The story of John Wick written by Derek Kolstad is quite straightforward, and moves at the right pace with a leisurely feel in the beginning as you get comfortable in your seats and then a gradual increase in intensity. The action sequences are the highlight of the film, and have been expertly handled by the director duo Chad Stahelski and David Leitch (though only Chad Stahelski is credited as the director, in line with the regulations of the Directors Guild of America) who have previously worked as stunt directors in action flicks as Rambo, X-Men Origins: Wolverine, and The Expendables 2. For a directorial debut, the duo has done an amazing job in maintaining a balance between the elongated action sequences and the natural progression of the story, so as not to step over one for the other.
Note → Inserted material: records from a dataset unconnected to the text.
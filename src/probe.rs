/// Contains readiness probes and their evaluation logic.
use std::collections::HashMap;

use bollard::container::LogOutput;

use crate::error::Error;
use crate::runtime::Runtime;
use crate::spec::Endpoint;

/// A check repeated until it confirms the service accepts traffic.
///
/// Probes describe *what* readiness means for a service; the harness
/// decides how often to run them. A single attempt either succeeds, reports
/// "not yet" (the attempt is retried after a backoff delay), or surfaces a
/// runtime-level failure which aborts the startup.
#[derive(Clone, Debug)]
pub enum ReadinessProbe {
    /// An HTTP GET against a published port must return the given status.
    Http {
        /// Container port the request is sent to.
        port: u16,
        /// Absolute request path, e.g. `/health/ready`.
        path: String,
        /// Expected response status code.
        status: u16,
    },
    /// A TCP connection to a published port must succeed.
    Tcp {
        /// Container port the connection is made to.
        port: u16,
    },
    /// A line containing the given message must appear in the container
    /// output.
    Message {
        /// Substring searched for in the log stream.
        message: String,
        /// Which output stream is searched.
        source: MessageSource,
    },
}

/// The container output stream a [ReadinessProbe::Message] searches.
#[derive(Clone, Copy, Debug, PartialEq, Eq)]
pub enum MessageSource {
    Stdout,
    Stderr,
}

impl ReadinessProbe {
    /// An HTTP probe expecting status 200.
    pub fn http(port: u16, path: impl Into<String>) -> Self {
        ReadinessProbe::Http {
            port,
            path: path.into(),
            status: 200,
        }
    }

    /// A TCP connect probe.
    pub fn tcp(port: u16) -> Self {
        ReadinessProbe::Tcp { port }
    }

    /// A log message probe.
    pub fn message(message: impl Into<String>, source: MessageSource) -> Self {
        ReadinessProbe::Message {
            message: message.into(),
            source,
        }
    }

    pub(crate) fn validate(&self, ports: &[u16]) -> Result<(), Error> {
        match self {
            ReadinessProbe::Http { port, path, .. } => {
                if !ports.contains(port) {
                    return Err(Error::InvalidSpec(format!(
                        "http probe targets undeclared port {}",
                        port
                    )));
                }
                if !path.starts_with('/') {
                    return Err(Error::InvalidSpec(format!(
                        "http probe path {:?} is not absolute",
                        path
                    )));
                }
            }
            ReadinessProbe::Tcp { port } => {
                if !ports.contains(port) {
                    return Err(Error::InvalidSpec(format!(
                        "tcp probe targets undeclared port {}",
                        port
                    )));
                }
            }
            ReadinessProbe::Message { message, .. } => {
                if message.is_empty() {
                    return Err(Error::InvalidSpec("log probe message is empty".into()));
                }
            }
        }
        Ok(())
    }

    /// Runs a single probe attempt against a started container.
    ///
    /// Returns `Ok(true)` when the service is ready, `Ok(false)` when the
    /// attempt should be retried and `Err` on a runtime-level failure.
    pub(crate) async fn attempt(
        &self,
        runtime: &Runtime,
        client: &reqwest::Client,
        id: &str,
        endpoints: &HashMap<u16, Endpoint>,
    ) -> Result<bool, Error> {
        match self {
            ReadinessProbe::Http { port, path, status } => {
                // Endpoint presence is guaranteed by spec validation.
                let endpoint = endpoints.get(port).ok_or(Error::UnknownPort(*port))?;
                let url = format!("{}{}", endpoint.http_url(), path);
                match client.get(&url).send().await {
                    Ok(resp) => Ok(resp.status().as_u16() == *status),
                    Err(_) => Ok(false),
                }
            }
            ReadinessProbe::Tcp { port } => {
                let endpoint = endpoints.get(port).ok_or(Error::UnknownPort(*port))?;
                let connect =
                    tokio::net::TcpStream::connect((endpoint.host.as_str(), endpoint.port)).await;
                Ok(connect.is_ok())
            }
            ReadinessProbe::Message { message, source } => {
                let output = runtime.logs(id, *source).await?;
                Ok(output.contains(message))
            }
        }
    }
}

impl Default for ReadinessProbe {
    fn default() -> Self {
        ReadinessProbe::Tcp { port: 0 }
    }
}

/// Extracts the payload of a log frame if it belongs to the given source.
pub(crate) fn frame_payload(frame: &LogOutput, source: MessageSource) -> Option<&[u8]> {
    match (frame, source) {
        (LogOutput::StdOut { message }, MessageSource::Stdout) => Some(message.as_ref()),
        (LogOutput::StdErr { message }, MessageSource::Stderr) => Some(message.as_ref()),
        // Containers started without a TTY multiplex both streams; consoles
        // carry everything.
        (LogOutput::Console { message }, _) => Some(message.as_ref()),
        _ => None,
    }
}

#[cfg(test)]
mod tests {
    use super::{frame_payload, MessageSource, ReadinessProbe};
    use crate::error::Error;
    use bollard::container::LogOutput;

    #[test]
    fn test_http_probe_defaults_to_200() {
        match ReadinessProbe::http(4445, "/health/ready") {
            ReadinessProbe::Http { port, path, status } => {
                assert_eq!(port, 4445);
                assert_eq!(path, "/health/ready");
                assert_eq!(status, 200);
            }
            _ => panic!("expected http probe"),
        }
    }

    #[test]
    fn test_validate_checks_declared_ports() {
        let probe = ReadinessProbe::tcp(6379);
        assert!(probe.validate(&[6379]).is_ok());
        assert!(matches!(
            probe.validate(&[5432]),
            Err(Error::InvalidSpec(_))
        ));
    }

    #[test]
    fn test_frame_payload_matches_source() {
        let stdout = LogOutput::StdOut {
            message: Vec::from("ready to accept connections").into(),
        };
        let stderr = LogOutput::StdErr {
            message: Vec::from("some warning").into(),
        };

        assert!(frame_payload(&stdout, MessageSource::Stdout).is_some());
        assert!(frame_payload(&stdout, MessageSource::Stderr).is_none());
        assert!(frame_payload(&stderr, MessageSource::Stderr).is_some());
        assert!(frame_payload(&stderr, MessageSource::Stdout).is_none());
    }

    #[test]
    fn test_console_frames_match_either_source() {
        let console = LogOutput::Console {
            message: Vec::from("ready").into(),
        };
        assert!(frame_payload(&console, MessageSource::Stdout).is_some());
        assert!(frame_payload(&console, MessageSource::Stderr).is_some());
    }
}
The visuals during the fight are also worth mentioning, as they happen over different locations, such as a nightclub or a hotel room, and provide a different kind of thrill and sight. The body count is quite large, though things do not feel repetitive, and there is a nice fluidity to the action. Then there is the music by Tyler Bates which brings out a very modern feel to the movie, moderating the seriousness and mixing it with a cool vibe which you could actually sway to.
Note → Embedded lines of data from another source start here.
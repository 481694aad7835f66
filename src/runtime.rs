/// Contains the adapter over the container runtime API.
///
/// The harness never talks to the Docker Engine API directly; this module
/// wraps the handful of operations it needs (pull, create, start, inspect,
/// logs, remove) behind [Runtime]. Lifecycle policy lives in
/// [harness][crate::harness], parameter wiring lives here.
use std::collections::HashMap;

use bollard::container::{
    Config as ContainerConfig, CreateContainerOptions, LogsOptions, RemoveContainerOptions,
    StartContainerOptions,
};
use bollard::image::CreateImageOptions;
use bollard::service::{HostConfig, PortBinding};
use bollard::Docker;
use futures::TryStreamExt;

use crate::error::Error;
use crate::probe::{frame_payload, MessageSource};
use crate::spec::{Endpoint, ServiceSpec};

/// Host used for all published endpoints.
const LOCAL_HOST: &str = "localhost";

/// A handle to the local container runtime.
///
/// Cloning is cheap; all clones share one connection pool.
#[derive(Clone)]
pub struct Runtime {
    docker: Docker,
}

impl Runtime {
    /// Connects to the local runtime using the standard environment
    /// (`DOCKER_HOST` or the platform default socket).
    pub fn connect() -> Result<Self, Error> {
        let docker = Docker::connect_with_local_defaults()?;
        Ok(Runtime { docker })
    }

    /// Pulls the image if it is not already present locally.
    pub async fn ensure_image(&self, reference: &str) -> Result<(), Error> {
        if self.docker.inspect_image(reference).await.is_ok() {
            return Ok(());
        }

        tracing::info!(image = reference, "pulling image");
        let options = CreateImageOptions {
            from_image: reference.to_string(),
            ..Default::default()
        };
        let mut pull = self.docker.create_image(Some(options), None, None);
        while pull.try_next().await?.is_some() {}
        Ok(())
    }

    /// Creates a container from the spec under the given name.
    ///
    /// Every declared port is published to an ephemeral host port so that
    /// concurrent instances of the same spec never collide.
    pub async fn create(&self, spec: &ServiceSpec, name: &str) -> Result<String, Error> {
        let env: Vec<String> = spec
            .env
            .iter()
            .map(|(k, v)| format!("{}={}", k, v))
            .collect();

        let mut exposed_ports = HashMap::new();
        let mut port_bindings = HashMap::new();
        for port in &spec.ports {
            let key = format!("{}/tcp", port);
            exposed_ports.insert(key.clone(), HashMap::new());
            // An empty host port requests an ephemeral one.
            port_bindings.insert(
                key,
                Some(vec![PortBinding {
                    host_ip: None,
                    host_port: None,
                }]),
            );
        }

        let config = ContainerConfig {
            image: Some(spec.reference()),
            env: Some(env),
            cmd: if spec.args.is_empty() {
                None
            } else {
                Some(spec.args.clone())
            },
            entrypoint: spec.entrypoint.clone(),
            exposed_ports: Some(exposed_ports),
            host_config: Some(HostConfig {
                port_bindings: Some(port_bindings),
                ..Default::default()
            }),
            ..Default::default()
        };

        let options = CreateContainerOptions {
            name: name.to_string(),
            platform: None,
        };
        let created = self.docker.create_container(Some(options), config).await?;
        Ok(created.id)
    }

    /// Starts a created container.
    pub async fn start(&self, id: &str) -> Result<(), Error> {
        self.docker
            .start_container(id, None::<StartContainerOptions<String>>)
            .await?;
        Ok(())
    }

    /// Resolves the host endpoint for each declared container port.
    pub async fn published_ports(
        &self,
        id: &str,
        declared: &[u16],
    ) -> Result<HashMap<u16, Endpoint>, Error> {
        let inspected = self.docker.inspect_container(id, None).await?;
        let ports = inspected
            .network_settings
            .and_then(|settings| settings.ports)
            .unwrap_or_default();

        let mut endpoints = HashMap::new();
        for port in declared {
            let key = format!("{}/tcp", port);
            let host_port = ports
                .get(&key)
                .and_then(|bindings| bindings.as_ref())
                .and_then(|bindings| {
                    bindings
                        .iter()
                        .find_map(|b| b.host_port.as_deref().and_then(|p| p.parse::<u16>().ok()))
                })
                .ok_or(Error::NotPublished(*port))?;
            endpoints.insert(
                *port,
                Endpoint {
                    host: LOCAL_HOST.to_string(),
                    port: host_port,
                },
            );
        }
        Ok(endpoints)
    }

    /// Fetches the container output for the given stream as a single string.
    pub async fn logs(&self, id: &str, source: MessageSource) -> Result<String, Error> {
        let options = LogsOptions::<String> {
            stdout: source == MessageSource::Stdout,
            stderr: source == MessageSource::Stderr,
            tail: "all".to_string(),
            ..Default::default()
        };

        let mut output = String::new();
        let mut stream = self.docker.logs(id, Some(options));
        while let Some(frame) = stream.try_next().await? {
            if let Some(payload) = frame_payload(&frame, source) {
                output.push_str(&String::from_utf8_lossy(payload));
            }
        }
        Ok(output)
    }

    /// Force-removes a container together with its anonymous volumes.
    pub async fn remove(&self, id: &str) -> Result<(), Error> {
        let options = RemoveContainerOptions {
            force: true,
            v: true,
            ..Default::default()
        };
        self.docker.remove_container(id, Some(options)).await?;
        Ok(())
    }
}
Action heroes are usually required to emote less, and so it is not the variance in their expressions, but their screen presence and the comfort with which they handle the flow of the action that we judge. Keanu Reeves makes a very striking appearance with his well-tailored black suit, and he does not let the intensity slip from his eyes as the movie progresses. His character is defined as a very persistent and focused guy, and that is what Reeves manages to keep intact. Michael Nyqvist puts in a really commendable performance as the powerful Russian mobster intent on keeping his son alive. He brings in a spark and colour to the film without dissolving his reputation as a serious bad guy. Willem Dafoe, as the friend of John Wick, pops up now and then to bring more quality. There are some brief roles for Ian McShane (with his mesmerizing voice as always!), John Leguizamo, and Adrianne Palicki, and they do well to widen the world of the movie. Alfie Allen as the one being hunted by John Wick has little to do apart from being terrified, while Bridget Moynahan is seen only momentarily as Wick’s wife.
John Wick is what it sets out to be, an action movie. It isn’t overly loud, it isn’t too soft. It has the elements of silliness that an action movie always has, like why doesn’t the bad guy put a bullet in the hero when he has a chance rather than going for the over-elaborate kill? But action fans forgive those flaws, as long as the movie keeps the tempo up. John Wick does. Amen.